Both teams opted for athletic shoes rather than skates to start the title game, prompting the referee (who was wearing a full face shield and N95 mask) to issue penalties for illegal equipment. The Nanooks were incensed that none were called on St. Thomas, only on UAF. Unfortunately for the Tommies, their putrid power play units only managed one shot in almost 20 minutes of man advantage time in the first period, and that one hit Gustavs Grigals squarely in the mask.
In the very late second period, the Tommies got a superhuman effort from defenseman Kimball Johnson. Seeing a puck flying out of play, he reacted with almost clairvoyant awareness towards it. Jumping from off the top of the boards, he landed on the outside of his left thigh and slid across the glass for almost a third the length of the surface. When he came to a stop, Grigals had read the play and made a move to cut him down – but his push-off created a crack in the glass and trapped his foot behind him. With his back to goal Johnson picked up the puck, threw it in the air, and swung his stick back over his head in a reverse woodchopping motion. The resulting contact put the puck into the net, which was vehemently protested by Fairbanks for FIVE reasons:
A) Johnson had closed his hand on the puck to throw it
B) Johnson’s stick was well over his head
C) He was almost 25 feet offside
D) No player had left the game so St. Thomas had too many men
& E) Time had expired in the period almost 10 seconds earlier.

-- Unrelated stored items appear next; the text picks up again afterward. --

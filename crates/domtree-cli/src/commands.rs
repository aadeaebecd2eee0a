//! Subcommand implementations
//!
//! Each command returns an [`Outcome`]; `main` maps it to stdout/stderr and
//! an exit code. IO and usage problems come back as `Err`.

use std::path::{Path, PathBuf};

use anyhow::Context;
use domtree_core::{BuildError, OrderingMode, OrderingValidator, PrefixMatch};
use domtree_provider::{DomainTreeService, JsonFileProvider, ProviderError, ServiceConfig};
use tracing::debug;

/// Result of a command that ran to completion
#[derive(Debug, Clone, PartialEq, Eq)]
pub enum Outcome {
    /// Print to stdout, exit 0
    Success(String),
    /// Print to stderr, exit 1
    Failure(String),
}

/// Options for `build`
#[derive(Debug, Clone, Default)]
pub struct BuildOptions {
    /// Listing file
    pub input: PathBuf,
    /// Root below which records are listed
    pub root: String,
    /// Fail on ordering violations
    pub strict: bool,
    /// Use plain string prefixes
    pub raw_prefix: bool,
    /// Separator override
    pub separator: Option<char>,
    /// Page size override
    pub batch_size: Option<usize>,
    /// Emit JSON instead of text
    pub json: bool,
    /// TOML config file
    pub config: Option<PathBuf>,
}

impl BuildOptions {
    /// File config (or defaults) with command-line overrides applied
    ///
    /// # Errors
    /// Returns error if the config file cannot be loaded.
    pub fn effective_config(&self) -> anyhow::Result<ServiceConfig> {
        let mut config = match &self.config {
            Some(path) => ServiceConfig::from_file(path)
                .with_context(|| format!("loading config {}", path.display()))?,
            None => ServiceConfig::default(),
        };
        if self.strict {
            config.builder.ordering = OrderingMode::Strict;
        }
        if self.raw_prefix {
            config.builder.prefix_match = PrefixMatch::Raw;
        }
        if let Some(separator) = self.separator {
            config.builder.separator = separator;
        }
        if let Some(batch_size) = self.batch_size {
            config.batch_size = batch_size;
        }
        Ok(config)
    }
}

/// Load a listing file and render its forest
///
/// # Errors
/// Returns error for unreadable input, bad configuration, or provider
/// failures. Strict-mode ordering violations are an [`Outcome::Failure`].
pub async fn build(options: &BuildOptions) -> anyhow::Result<Outcome> {
    let config = options.effective_config()?;
    debug!(?config, "effective configuration");

    let provider = JsonFileProvider::open(&options.input)
        .await?
        .with_separator(config.builder.separator);
    let service = DomainTreeService::new(provider, config)?;

    let forest = match service.load_tree(&options.root).await {
        Ok(forest) => forest,
        Err(ProviderError::Build(e)) => return Ok(Outcome::Failure(describe(&e))),
        Err(e) => return Err(e.into()),
    };

    let rendered = if options.json {
        let mut json = serde_json::to_string_pretty(&forest)?;
        json.push('\n');
        json
    } else {
        forest.render_text()
    };
    Ok(Outcome::Success(rendered))
}

/// Check a listing file's ordering without building a forest
///
/// # Errors
/// Returns error if the input cannot be read or parsed.
pub async fn validate(input: &Path, separator: Option<char>) -> anyhow::Result<Outcome> {
    let provider = JsonFileProvider::open(input).await?;
    let validator = separator.map_or_else(OrderingValidator::default, OrderingValidator::new);

    Ok(match validator.validate(provider.records()) {
        Ok(summary) => Outcome::Success(format!(
            "valid: {} records, {} roots, max depth {}\n",
            summary.records, summary.roots, summary.max_depth
        )),
        Err(e) => Outcome::Failure(describe(&e)),
    })
}

/// Print the effective configuration of a config file
///
/// # Errors
/// Returns error if the file cannot be loaded.
pub fn check_config(path: &Path) -> anyhow::Result<Outcome> {
    let config = ServiceConfig::from_file(path)
        .with_context(|| format!("loading config {}", path.display()))?;
    Ok(Outcome::Success(format!("{config:#?}\n")))
}

fn describe(error: &BuildError) -> String {
    format!("invalid listing: {error}\n")
}

#[cfg(test)]
mod tests {
    use super::*;
    use std::io::Write;
    use tempfile::NamedTempFile;

    fn listing_file(json: &str) -> NamedTempFile {
        let mut file = NamedTempFile::new().unwrap();
        file.write_all(json.as_bytes()).unwrap();
        file
    }

    fn options(file: &NamedTempFile) -> BuildOptions {
        BuildOptions {
            input: file.path().to_path_buf(),
            root: "/".into(),
            ..BuildOptions::default()
        }
    }

    const NESTED: &str = r#"[
        {"name":"a","path":"/a","type":"domain"},
        {"name":"x","path":"/a/x","type":"item"},
        {"name":"y","path":"/a/y","type":"item"},
        {"name":"b","path":"/b","type":"item"}
    ]"#;

    #[tokio::test]
    async fn build_renders_text() {
        let file = listing_file(NESTED);
        let outcome = build(&options(&file)).await.unwrap();
        assert_eq!(outcome, Outcome::Success("+ a\n  - x\n  - y\n- b\n".into()));
    }

    #[tokio::test]
    async fn build_renders_json() {
        let file = listing_file(NESTED);
        let outcome = build(&BuildOptions {
            json: true,
            ..options(&file)
        })
        .await
        .unwrap();
        let Outcome::Success(text) = outcome else {
            panic!("expected success");
        };
        let value: serde_json::Value = serde_json::from_str(&text).unwrap();
        assert_eq!(value[0]["children"][0]["label"], "x");
    }

    #[tokio::test]
    async fn build_below_root() {
        let file = listing_file(NESTED);
        let outcome = build(&BuildOptions {
            root: "/a".into(),
            ..options(&file)
        })
        .await
        .unwrap();
        assert_eq!(outcome, Outcome::Success("- x\n- y\n".into()));
    }

    #[tokio::test]
    async fn strict_build_reports_failure() {
        let file = listing_file(r#"[{"name":"b","path":"/b"},{"name":"a","path":"/a"}]"#);
        let outcome = build(&BuildOptions {
            strict: true,
            ..options(&file)
        })
        .await
        .unwrap();
        assert!(matches!(outcome, Outcome::Failure(msg) if msg.contains("out of order")));
    }

    #[tokio::test]
    async fn raw_prefix_flag_changes_nesting() {
        let file = listing_file(r#"[{"name":"a","path":"/a"},{"name":"a-extra","path":"/a-extra"}]"#);
        let boundary = build(&options(&file)).await.unwrap();
        let raw = build(&BuildOptions {
            raw_prefix: true,
            ..options(&file)
        })
        .await
        .unwrap();
        assert_eq!(boundary, Outcome::Success("- a\n- a-extra\n".into()));
        assert_eq!(raw, Outcome::Success("+ a\n  - a-extra\n".into()));
    }

    #[tokio::test]
    async fn custom_separator_builds_from_default_root() {
        let file = listing_file(
            r#"[{"name":"a","path":".a"},{"name":"b","path":".a.b"},{"name":"c","path":".c"}]"#,
        );
        let outcome = build(&BuildOptions {
            separator: Some('.'),
            ..options(&file)
        })
        .await
        .unwrap();
        assert_eq!(outcome, Outcome::Success("+ a\n  - b\n- c\n".into()));
    }

    #[test]
    fn config_file_with_overrides() {
        let mut config = NamedTempFile::new().unwrap();
        writeln!(config, "batch_size = 5\n[builder]\nordering = \"strict\"").unwrap();
        let opts = BuildOptions {
            config: Some(config.path().to_path_buf()),
            batch_size: Some(9),
            ..BuildOptions::default()
        };
        let effective = opts.effective_config().unwrap();
        assert_eq!(effective.batch_size, 9);
        assert_eq!(effective.builder.ordering, OrderingMode::Strict);
    }

    #[tokio::test]
    async fn missing_input_is_error() {
        let opts = BuildOptions {
            input: "/nonexistent/listing.json".into(),
            root: "/".into(),
            ..BuildOptions::default()
        };
        assert!(build(&opts).await.is_err());
    }

    #[tokio::test]
    async fn validate_reports_summary_and_violations() {
        let good = listing_file(NESTED);
        let outcome = validate(good.path(), None).await.unwrap();
        assert_eq!(
            outcome,
            Outcome::Success("valid: 4 records, 2 roots, max depth 1\n".into())
        );

        let bad = listing_file(r#"[{"name":"a","path":"/a"},{"name":"1","path":"/a/x/1"}]"#);
        let outcome = validate(bad.path(), None).await.unwrap();
        assert!(matches!(outcome, Outcome::Failure(msg) if msg.contains("intermediate ancestors")));
    }

    #[test]
    fn check_config_prints_effective_values() {
        let mut config = NamedTempFile::new().unwrap();
        writeln!(config, "reject_empty = true").unwrap();
        let Outcome::Success(text) = check_config(config.path()).unwrap() else {
            panic!("expected success");
        };
        assert!(text.contains("reject_empty: true"));
        assert!(text.contains("batch_size: 75"));
    }
}
//! Error types for providers and the tree service

use domtree_core::{BuildError, ConfigError};

/// Errors raised while fetching a listing or building from it
#[derive(Debug, thiserror::Error)]
pub enum ProviderError {
    /// Page size of zero would never make progress
    #[error("batch size must be at least 1")]
    InvalidBatchSize,

    /// Provider returned nothing under the root
    #[error("no paths found under '{root}'")]
    EmptyResult {
        /// Requested root
        root: String,
    },

    /// Provider stopped returning rows before the advertised total
    #[error("listing under '{root}' incomplete: expected {expected} rows, received {received}")]
    Incomplete {
        /// Requested root
        root: String,
        /// Advertised total
        expected: usize,
        /// Rows actually received
        received: usize,
    },

    /// Listing file could not be read
    #[error("failed to read listing '{path}': {source}")]
    Io {
        /// File that failed
        path: String,
        /// Underlying IO error
        #[source]
        source: std::io::Error,
    },

    /// Listing is not valid JSON for this schema
    #[error("invalid listing: {0}")]
    Json(#[from] serde_json::Error),

    /// Service configuration rejected
    #[error("config error: {0}")]
    Config(#[from] ConfigError),

    /// Strict build rejected the listing
    #[error("build failed: {0}")]
    Build(#[from] BuildError),
}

At this point the referee revealed his identity as none other than Alaska Governor Mike Dunleavy, who waved away all protests and gave his trademark smirk reserved for all the times he has tried to kill hockey in his state. 1-0 St. Thomas led after 40 minutes.
As the third period began, word started to circulate that due to the omicron variant the Canadian border would be closing in 14 hours to all except Canadian or US citizens. Knowing that more than half of the Fairbanks roster is composed of Eastern European players, coach Erik Largen saw his team score twice before he received confirmation that the rumor was true. Faced with the choice of staying to defend the lead or high-tailing it for the closest border crossing, Largen pulled his team with just over a minute to play. Even with no opponent, St. Thomas only managed to score twice – with the last and winning goal coming clearly after time had expired again. Dunleavy ruled it a legal goal anyway to give the Tommies the win, and took possession of the NoWinS Trophy (a broken glass toilet brush duct taped to half a wooden toilet seat) with the promise that he would deliver it to the Nanooks. True to his word, he ordered his state-sponsored private plane to swoop down over the dilapidated bus racing to Fairbanks and dropped it through a hole in the roof as he jetted back to Juneau.
Final Score – St. Thomas 3, Alaska-Fairbanks 2 (Fairbanks declared NoWinS Champions)
Epilogue – the Fairbanks bus was detained at the border by customs officials after not declaring the trophy. They have yet to be heard from.